Definitive diagnosis requires demonstration of the parasite in FNAC or biopsy specimens. This is not done routinely these days due to high-resolution imaging facilities. Eosinophils, neutrophils, palisading histiocytes, and epithelioid cell granulomas containing giant cells are all found in cytology. Parts of the parenchyma and cuticle of larvae are highly suggestive of cysticercosis. The presence of large dagger-shaped hooklets in the acute inflammatory exudate is diagnostic. Nevertheless, the obtained sample might not be representative, and the scolex and hooklets are frequently overlooked. With the advent of contemporary imaging modalities, histopathological analyses of removed material typically do not need to be performed, even though they confirm the diagnosis. A scolex with four suckers and a double row of hooklets is how it is diagnosed. To diagnose intramuscular cysticercosis, mitochondrial DNA analysis of highly calcified cysts in a histological specimen has also been utilized.[4]
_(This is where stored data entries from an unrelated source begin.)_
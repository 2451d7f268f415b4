use chrono::{DateTime, Local};
use std::collections::hash_map::{Entry, HashMap};
use std::fs;
use std::path::{Path, PathBuf};
use tracing::{error, info, info_span, Span};
use tracing_indicatif::span_ext::IndicatifSpanExt;

use crate::errors::ImportError;
use crate::files::paths::to_host_path;
use crate::files::plan::ImportPlan;
use crate::files::record::{write_record, RecordWriter};
use crate::logging;
use crate::shell::{CopyRequest, Namespace};

#[derive(Debug, Default)]
pub struct ImportSummary {
    pub total: usize,
    pub copied: usize,
    pub failed: Vec<String>,
    pub record_file: Option<PathBuf>,
}

/// Copies planned files below `destination`, mirroring their relative paths.
pub struct Importer<'a, N: Namespace> {
    ns: &'a N,
    destination: &'a Path,
    record_folder: &'a Path,
    run_time: DateTime<Local>,
    // Destination folder handles, resolved once per directory.
    folders: HashMap<PathBuf, N::Destination>,
}

struct Target {
    dir: PathBuf,
    name: String,
}

impl<'a, N: Namespace> Importer<'a, N> {
    pub fn new(
        ns: &'a N,
        destination: &'a Path,
        record_folder: &'a Path,
        run_time: DateTime<Local>,
    ) -> Self {
        Self {
            ns,
            destination,
            record_folder,
            run_time,
            folders: HashMap::new(),
        }
    }

    fn target(&self, relative: &str) -> Target {
        let full = self.destination.join(to_host_path(relative));
        let name = full
            .file_name()
            .map(|n| n.to_string_lossy().into_owned())
            .unwrap_or_default();
        let dir = full
            .parent()
            .map(Path::to_path_buf)
            .unwrap_or_else(|| self.destination.to_path_buf());
        Target { dir, name }
    }

    fn prepare_folder(&mut self, dir: &Path) -> Result<(), ImportError> {
        if let Entry::Vacant(slot) = self.folders.entry(dir.to_path_buf()) {
            fs::create_dir_all(slot.key()).map_err(|source| ImportError::CreateDir {
                path: slot.key().clone(),
                source,
            })?;
            let handle = self.ns.resolve_destination(slot.key())?;
            slot.insert(handle);
        }
        Ok(())
    }

    fn progress(total: usize) -> Span {
        let span = info_span!("import");
        span.pb_set_style(&logging::copy_progress_style());
        span.pb_set_length(total as u64);
        span
    }

    /// One copy operation per file. A failed copy is logged and left out of the
    /// record; the remaining files are still copied.
    pub fn import_each(
        &mut self,
        plan: &ImportPlan<N::Item>,
    ) -> Result<ImportSummary, ImportError> {
        let mut summary = ImportSummary {
            total: plan.len(),
            ..Default::default()
        };
        let mut record = RecordWriter::create(self.record_folder, &self.run_time)?;

        let span = Self::progress(plan.len());
        let _enter = span.enter();

        for (relative, item) in plan.iter() {
            span.pb_set_message(relative);
            let target = self.target(relative);
            self.prepare_folder(&target.dir)?;

            let request = CopyRequest {
                item,
                destination: &self.folders[&target.dir],
                name: &target.name,
            };
            match self.ns.copy(request) {
                Ok(()) => {
                    record.append(relative)?;
                    summary.copied += 1;
                }
                Err(e) => {
                    error!("Failed to copy {}: {}", relative, e);
                    summary.failed.push(relative.to_owned());
                }
            }
            span.pb_inc(1);
        }

        let (path, _) = record.finish()?;
        summary.record_file = Some(path);
        Ok(summary)
    }

    /// Queues every file into a single copy operation. The record is only
    /// written if the whole operation succeeds.
    pub fn import_batch(
        &mut self,
        plan: &ImportPlan<N::Item>,
    ) -> Result<ImportSummary, ImportError> {
        let targets: Vec<Target> = plan.relative_paths().map(|rel| self.target(rel)).collect();
        for target in &targets {
            self.prepare_folder(&target.dir)?;
        }

        let requests: Vec<CopyRequest<'_, N>> = plan
            .iter()
            .zip(&targets)
            .map(|((_, item), target)| CopyRequest {
                item,
                destination: &self.folders[&target.dir],
                name: &target.name,
            })
            .collect();

        let span = Self::progress(requests.len());
        let _enter = span.enter();
        info!("Running {} queued copy operations...", requests.len());
        self.ns.copy_batch(&requests).map_err(ImportError::Batch)?;
        span.pb_set_position(requests.len() as u64);

        let path = write_record(self.record_folder, &self.run_time, plan.relative_paths())?;
        Ok(ImportSummary {
            total: plan.len(),
            copied: plan.len(),
            failed: Vec::new(),
            record_file: Some(path),
        })
    }
}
Before beginning treatment, patients with confirmed cysticercosis need to have an ophthalmologic examination. The parasite will be directly visible through fundoscopy. Even though ocular cysticercosis is not very common and many patients do not experience any symptoms, inflammation around degenerating cysticerci can be dangerous to vision, especially when antiparasitic therapy is being used.[8]

The first case of isolated cysticercosis of the liver was reported by Joshua et al. in 1995.[10] Since then, there has only been a handful of cases with isolated hepatic involvement in the literature.[11,12,13] The treatment guidelines for neurocysticercosis have been established and updated by the WHO.[13] However, for extraneural isolated cysticercosis, the guidelines are not well established in the literature.[11,14] Among the four reported cases, two were from India, one from the USA, and one from Russia. In general, management of patients with symptomatic subcutaneous or intramuscular cysticerci consists of nonsteroidal anti-inflammatory medication. Excision is reasonable for symptomatic solitary lesions. Asymptomatic patients do not require specific therapy. Patients with extraneural cysticercosis should undergo radiographic imaging of the brain to evaluate for neurocysticercosis. The recommended drug regimen for neural cysticercosis is albendazole along with praziquantel for a duration of up to 14 days. The addition of steroids helps in reducing the inflammatory reactions caused due to dying parasites following anthelminthic therapy.[13] Successful treatment with albendazole has been reported for symptomatic muscular and cutaneous cysticercosis without neural involvement.[11]

Declaration of patient consent

The authors certify that they have obtained all appropriate patient consent forms. In the form, the patient(s) has/have given his/her/their consent for his/her/their images and other clinical information to be reported in the journal. The patients understand that their names and initials will not be published and due efforts will be made to conceal their identity, but anonymity cannot be guaranteed.

Financial support and sponsorship

Nil

Conflicts of interests

There are no conflicts of interests.